I am not going to get into the story, because frankly it is WAY to close to home. But I will say that my adoption story has been pretty well played out on Fox for the last 2 weeks. It has been hard, and enlightening to watch but it has given me a sense of "normalcy". There is so much of our story in that story line, there is so much they said that I wish I could have said. There are so many moments that I wish I had. The simple act of singing together, shared dream. So if you watch this show and think... how far FETCHED! Two actresses separated by one degree coming together in drama and talent, singing Les Mis, longing for things that are no longer graspable. Yeah, it happens. It's happening. And it hurts, every, single, day.

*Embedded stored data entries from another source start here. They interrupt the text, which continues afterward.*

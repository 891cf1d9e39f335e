// SPDX-License-Identifier: Apache-2.0 OR MIT
// Copyright (c) 2025-2026 naskel.com

use nk_abi::{
    write_atomically, Emitter, LayoutError, LayoutReport, LayoutTable, NativeType, Registry,
    SizeOracle, TypeBinding,
};
use std::fs;

fn geometry_registry() -> Registry {
    Registry::new(vec![
        TypeBinding::new(NativeType::struct_named("GeometryRect"), "Rect"),
        TypeBinding::new(NativeType::struct_named("ColorHandle"), "Handle"),
    ])
}

fn geometry_sizes() -> LayoutTable {
    LayoutTable::new()
        .with(NativeType::struct_named("GeometryRect"), 16)
        .with(NativeType::struct_named("ColorHandle"), 4)
}

/// Distinct, made-up sizes for every built-in entry.
fn nuklear_sizes(registry: &Registry) -> LayoutTable {
    let mut sizes = LayoutTable::new();
    for (i, binding) in registry.iter().enumerate() {
        sizes.insert(&binding.native, 4 + 4 * i as u64);
    }
    sizes
}

#[test]
fn test_emit_geometry_scenario() {
    let dir = tempfile::tempdir().expect("tempdir");
    let path = dir.path().join("assertions.odin");
    let registry = geometry_registry();

    let report = Emitter::new(&registry, "nuklear")
        .expect("emitter")
        .emit_to_path(&geometry_sizes(), &path)
        .expect("emit");

    assert_eq!(report.assertions, 2);
    assert!(!report.unchanged);
    assert_eq!(
        fs::read_to_string(&path).expect("read"),
        "package nuklear\n\n#assert(size_of(Rect) == 16)\n#assert(size_of(Handle) == 4)\n"
    );
}

#[test]
fn test_consecutive_runs_are_byte_identical() {
    let dir = tempfile::tempdir().expect("tempdir");
    let path = dir.path().join("assertions.odin");
    let registry = Registry::nuklear();
    let sizes = nuklear_sizes(&registry);
    let emitter = Emitter::new(&registry, "nuklear").expect("emitter");

    emitter.emit_to_path(&sizes, &path).expect("first run");
    let first = fs::read(&path).expect("read first");
    let second_report = emitter.emit_to_path(&sizes, &path).expect("second run");
    let second = fs::read(&path).expect("read second");

    assert_eq!(first, second);
    assert!(second_report.unchanged);
}

#[test]
fn test_one_line_per_entry_in_registry_order() {
    let registry = Registry::nuklear();
    let sizes = nuklear_sizes(&registry);
    let document = Emitter::new(&registry, "nuklear")
        .and_then(|e| e.render(&sizes))
        .expect("render");

    let mut lines = document.lines();
    assert_eq!(lines.next(), Some("package nuklear"));
    assert_eq!(lines.next(), Some(""));

    let asserted: Vec<(String, u64)> = lines
        .map(|line| {
            let inner = line
                .strip_prefix("#assert(size_of(")
                .and_then(|l| l.strip_suffix(')'))
                .expect("assertion syntax");
            let (name, size) = inner.split_once(") == ").expect("comparison");
            (name.to_string(), size.parse().expect("size literal"))
        })
        .collect();

    let expected: Vec<&str> = registry.iter().map(|b| b.foreign).collect();
    let names: Vec<&str> = asserted.iter().map(|(n, _)| n.as_str()).collect();
    assert_eq!(names, expected);

    // every literal is what the oracle reports for that entry
    for (binding, (_, size)) in registry.iter().zip(&asserted) {
        assert_eq!(sizes.size_of(&binding.native), Some(*size));
    }
}

#[test]
fn test_unresolvable_type_writes_nothing() {
    let dir = tempfile::tempdir().expect("tempdir");
    let path = dir.path().join("assertions.odin");
    let registry = Registry::new(vec![
        TypeBinding::new(NativeType::struct_named("GeometryRect"), "Rect"),
        TypeBinding::new(NativeType::struct_named("nk_context"), "Context"),
    ]);
    let sizes = geometry_sizes().with(NativeType::struct_named("nk_context"), 0);

    let err = Emitter::new(&registry, "nuklear")
        .expect("emitter")
        .emit_to_path(&sizes, &path)
        .expect_err("opaque type must abort");

    match err {
        LayoutError::UnresolvableType {
            native, foreign, ..
        } => {
            assert_eq!(native, "struct nk_context");
            assert_eq!(foreign, "Context");
        }
        other => panic!("expected UnresolvableType, got {other:?}"),
    }
    assert!(!path.exists());
    assert_eq!(fs::read_dir(dir.path()).expect("list").count(), 0);
}

#[test]
fn test_failed_run_keeps_previous_file() {
    let dir = tempfile::tempdir().expect("tempdir");
    let path = dir.path().join("assertions.odin");
    fs::write(&path, "package nuklear\n\n#assert(size_of(Rect) == 16)\n").expect("seed");

    let registry = geometry_registry();
    let partial = LayoutTable::new().with(NativeType::struct_named("GeometryRect"), 20);
    let result = Emitter::new(&registry, "nuklear")
        .expect("emitter")
        .emit_to_path(&partial, &path);

    assert!(matches!(result, Err(LayoutError::UnresolvableType { .. })));
    assert_eq!(
        fs::read_to_string(&path).expect("read"),
        "package nuklear\n\n#assert(size_of(Rect) == 16)\n"
    );
}

#[test]
fn test_unwritable_destination() {
    let dir = tempfile::tempdir().expect("tempdir");
    let path = dir.path().join("missing").join("assertions.odin");
    let registry = geometry_registry();

    let err = Emitter::new(&registry, "nuklear")
        .expect("emitter")
        .emit_to_path(&geometry_sizes(), &path)
        .expect_err("parent directory does not exist");

    assert!(matches!(err, LayoutError::OutputWriteFailure { .. }));
    assert!(err.to_string().contains("assertions.odin"));
    assert!(!path.exists());
}

#[test]
fn test_destination_is_a_directory() {
    let dir = tempfile::tempdir().expect("tempdir");
    let path = dir.path().join("assertions.odin");
    fs::create_dir(&path).expect("mkdir");
    fs::write(path.join("keep.txt"), "keep").expect("seed");

    let registry = geometry_registry();
    let err = Emitter::new(&registry, "nuklear")
        .expect("emitter")
        .emit_to_path(&geometry_sizes(), &path)
        .expect_err("cannot replace a directory");

    assert!(matches!(err, LayoutError::OutputWriteFailure { .. }));
    assert!(path.join("keep.txt").is_file());
    // the staged temporary file is cleaned up
    let leftovers = fs::read_dir(dir.path()).expect("list").count();
    assert_eq!(leftovers, 1);
}

#[test]
fn test_layout_report_written_whole_or_not_at_all() {
    let dir = tempfile::tempdir().expect("tempdir");
    let path = dir.path().join("layouts.json");
    let registry = geometry_registry();
    let report =
        LayoutReport::measure(&registry, &geometry_sizes(), "nuklear", None).expect("report");
    let json = report.to_json().expect("json");

    write_atomically(&path, json.as_bytes()).expect("write report");
    let loaded = LayoutReport::load(&path).expect("load");
    assert_eq!(loaded, report);

    let blocked = dir.path().join("missing").join("layouts.json");
    let err = write_atomically(&blocked, json.as_bytes()).expect_err("no parent directory");
    assert!(matches!(err, LayoutError::OutputWriteFailure { .. }));
    assert!(!blocked.exists());
    // only the first report exists; no staged leftovers
    assert_eq!(fs::read_dir(dir.path()).expect("list").count(), 1);
}

#[cfg(unix)]
mod permissions {
    use super::*;
    use std::os::unix::fs::PermissionsExt;

    fn mode(path: &std::path::Path) -> u32 {
        fs::metadata(path).expect("metadata").permissions().mode() & 0o777
    }

    #[test]
    fn test_rewrite_keeps_existing_mode() {
        let dir = tempfile::tempdir().expect("tempdir");
        let path = dir.path().join("assertions.odin");
        fs::write(&path, "package nuklear\n").expect("seed");
        fs::set_permissions(&path, fs::Permissions::from_mode(0o644)).expect("chmod");

        Emitter::new(&geometry_registry(), "nuklear")
            .expect("emitter")
            .emit_to_path(&geometry_sizes(), &path)
            .expect("emit");

        assert_eq!(mode(&path), 0o644);

        fs::set_permissions(&path, fs::Permissions::from_mode(0o640)).expect("chmod");
        Emitter::new(&geometry_registry(), "nuklear")
            .expect("emitter")
            .emit_to_path(&geometry_sizes(), &path)
            .expect("emit again");
        assert_eq!(mode(&path), 0o640);
    }

    #[test]
    fn test_new_file_is_readable_by_others() {
        let dir = tempfile::tempdir().expect("tempdir");
        let path = dir.path().join("assertions.odin");

        Emitter::new(&geometry_registry(), "nuklear")
            .expect("emitter")
            .emit_to_path(&geometry_sizes(), &path)
            .expect("emit");

        // 0644 minus the umask, never wider
        let mode = mode(&path);
        assert_eq!(mode & !0o644, 0);
        assert_eq!(mode & 0o600, 0o600);
    }
}
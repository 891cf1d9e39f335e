// SPDX-License-Identifier: Apache-2.0 OR MIT
// Copyright (c) 2025-2026 naskel.com

//! # nk-abi
//!
//! Layout parity between the Nuklear C library and its Odin binding.
//!
//! The Odin binding redeclares every Nuklear struct it touches. If one of
//! those declarations drifts from what the C compiler actually laid out
//! (a new field upstream, a different define, another platform's padding),
//! every access across the boundary reads the wrong bytes and nothing fails
//! at build time. This crate closes that gap by generating
//! `assertions.odin`:
//!
//! ```text
//! package nuklear
//!
//! #assert(size_of(Rect) == 16)
//! #assert(size_of(Handle) == 8)
//! ...
//! ```
//!
//! where each size is measured by the C compiler that builds Nuklear. The
//! Odin compiler evaluates the assertions and refuses to build a binding
//! whose types disagree.
//!
//! # Quick Start
//!
//! ```no_run
//! use nk_abi::{CProbe, Emitter, GeneratorConfig, Registry};
//!
//! # fn main() -> nk_abi::Result<()> {
//! let config = GeneratorConfig::discover(None)?;
//! let registry = Registry::nuklear();
//!
//! let sizes = CProbe::new(config.probe.clone())?.measure(&registry)?;
//! let report = Emitter::new(&registry, &config.package)?.emit_to_path(&sizes, &config.output)?;
//! report.summary();
//! # Ok(())
//! # }
//! ```

pub mod codegen;
pub mod config;
pub mod error;
pub mod lint;
pub mod oracle;
pub mod primitives;
pub mod probe;
pub mod registry;

pub use codegen::{
    diff_documents, write_atomically, AssertionLine, Drift, EmitReport, Emitter, EndingDrift,
};
pub use config::{GeneratorConfig, LintConfig, ProbeConfig};
pub use error::{LayoutError, Result};
pub use lint::{LintFinding, LintReport, Severity};
pub use oracle::{LayoutReport, LayoutTable, SizeOracle};
pub use primitives::Primitives;
pub use probe::CProbe;
pub use registry::{NativeKind, NativeType, Registry, TypeBinding, NUKLEAR_BINDINGS};
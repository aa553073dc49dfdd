//! Styles shared by the render path.

use ratatui::style::{Color, Modifier, Style};

/// Highlighted search match.
pub fn mark() -> Style {
    Style::default()
        .bg(Color::Yellow)
        .fg(Color::Black)
        .add_modifier(Modifier::BOLD)
}

/// Selected list row.
pub fn selection() -> Style {
    Style::default().bg(Color::White).fg(Color::Black)
}

/// Attribution badge next to a blamed line.
pub fn badge() -> Style {
    Style::default().fg(Color::Cyan)
}

/// Muted secondary text.
pub fn dim() -> Style {
    Style::default().fg(Color::DarkGray)
}

/// Message role label.
pub fn role(role: &str) -> Style {
    match role {
        "assistant" => Style::default().fg(Color::Green).add_modifier(Modifier::BOLD),
        "user" => Style::default().fg(Color::Blue).add_modifier(Modifier::BOLD),
        _ => Style::default().fg(Color::Magenta),
    }
}

/// Failed tool result.
pub fn error_text() -> Style {
    Style::default().fg(Color::Red)
}

/// Active tab in the view switcher.
pub fn active_tab() -> Style {
    Style::default().fg(Color::Yellow).add_modifier(Modifier::BOLD)
}

/// Footer status line.
pub fn status() -> Style {
    Style::default().fg(Color::Yellow)
}
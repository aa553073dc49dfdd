//! Single-slot debounce for the cross-session search box.
//!
//! Scheduling a new query replaces any pending one; only the last query
//! scheduled within the quiet window is ever handed back by [`Debouncer::due`].
//! The owner polls `due` on its tick, so no timer task is spawned and the
//! coalescing logic stays testable with plain `Instant` arithmetic.

use std::time::{Duration, Instant};

/// Quiet interval after the last keystroke before a search is issued.
pub const SEARCH_DEBOUNCE: Duration = Duration::from_millis(300);

/// A one-slot delayed-task scheduler.
#[derive(Debug)]
pub struct Debouncer {
    quiet: Duration,
    pending: Option<(Instant, String)>,
}

impl Debouncer {
    #[must_use]
    pub fn new(quiet: Duration) -> Self {
        Self {
            quiet,
            pending: None,
        }
    }

    /// Schedule `query`, superseding any pending one and restarting the
    /// quiet window.
    pub fn schedule(&mut self, query: impl Into<String>, now: Instant) {
        self.pending = Some((now, query.into()));
    }

    /// Take the pending query if its quiet window has elapsed.
    pub fn due(&mut self, now: Instant) -> Option<String> {
        match &self.pending {
            Some((at, _)) if now.duration_since(*at) >= self.quiet => {
                self.pending.take().map(|(_, query)| query)
            }
            _ => None,
        }
    }

    /// Drop any pending query without firing it.
    pub fn cancel(&mut self) {
        self.pending = None;
    }

    /// Whether a query is waiting out its quiet window.
    #[must_use]
    pub fn is_pending(&self) -> bool {
        self.pending.is_some()
    }
}

impl Default for Debouncer {
    fn default() -> Self {
        Self::new(SEARCH_DEBOUNCE)
    }
}

#[cfg(test)]
mod tests {
    use pretty_assertions::assert_eq;

    use super::*;

    #[test]
    fn test_keystrokes_coalesce_to_final_query() {
        let mut debouncer = Debouncer::new(Duration::from_millis(300));
        let start = Instant::now();

        debouncer.schedule("a", start);
        debouncer.schedule("ab", start + Duration::from_millis(100));
        debouncer.schedule("abc", start + Duration::from_millis(200));

        // Nothing fires inside the quiet window of the last keystroke.
        assert_eq!(debouncer.due(start + Duration::from_millis(350)), None);
        assert_eq!(
            debouncer.due(start + Duration::from_millis(500)),
            Some("abc".to_string())
        );
        // Exactly one query fires.
        assert_eq!(debouncer.due(start + Duration::from_millis(900)), None);
    }

    #[test]
    fn test_fires_at_exact_boundary() {
        let mut debouncer = Debouncer::new(Duration::from_millis(300));
        let start = Instant::now();
        debouncer.schedule("q", start);
        assert_eq!(debouncer.due(start + Duration::from_millis(299)), None);
        assert_eq!(
            debouncer.due(start + Duration::from_millis(300)),
            Some("q".to_string())
        );
    }

    #[test]
    fn test_cancel_drops_pending() {
        let mut debouncer = Debouncer::default();
        let start = Instant::now();
        debouncer.schedule("q", start);
        assert!(debouncer.is_pending());
        debouncer.cancel();
        assert!(!debouncer.is_pending());
        assert_eq!(debouncer.due(start + SEARCH_DEBOUNCE * 2), None);
    }
}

So if I were to give one person a hug right now, it would be her, then it would be Glee's creator Ryan Murphy.

Sunday, May 23, 2010

I am an emotional creature...

I am aware that getting emotionally attached to a television show sounds pretty insane, but I do it. And so do millions of others. On Thursday I bawled like a BABY at the Grey's season finale and tonight I expect to jump out of my seat at the Lost series finale.
I become attached to the characters, I become addicted to the story, and I admire the acting. So yes, I will take any smack ya have to give me. But for the next 4 hours of my life I will be sitting on the edge of this sofa and I expect to gasp at least 15 times and say OH MY GOD at least 20 and cry at least once.
It's the end of an era..... and yeah, it kind of makes me sad. That does not make me less of a person, it just makes me emotionally involved.

SO SUE ME!

Saturday, May 22, 2010

Jellicle Cats...

Jellicles do and Jellicles can
Jellicles can and Jellicles do
Jellicle cats sing Jellicle chants
Jellicles old and Jellicles new
Jellicle song and Jellicle dance

Jellicle songs for Jellicle cats
Jellicle songs for Jellicle cats
Jellicle songs for Jellicle cats
Jellicle songs for Jellicle cats

Practical cats, dramatical cats
Pragmatical cats, fanatical cats
Oratorical cats, delphioracle cats
Skeptical cats, dispeptical cats
Romantical cats, pedantical cats
Critical cats, parasitical cats
Allegorical cats, metaphorical cats
Statistical cats and mystical cats
Political cats, hypocritical cats
Clerical cats, hysterical cats
Cynical cats, rabbinical cats

So as the cat mom of 2 cats, I have learned a lot. First, not two cats are the same. Second, not all cats get along. Growing up we always had cats, we put the cats together and then eventually they ended up getting along. Even Jax, the cat Abby and I got for our mom. He was an only cat for YEARS and then I decided to get a kitten when I was in an apartment that didn't allow it, thus I had to give the cat to my mom and it was then that Jax got a friend. They were enemies for 3 days, and now they clean each other and wait for the other one to get fed so they can eat together. So I blame my history when I assumed that if you took things slow enough you could make any two cats get along. Well THESE two cats are very very different.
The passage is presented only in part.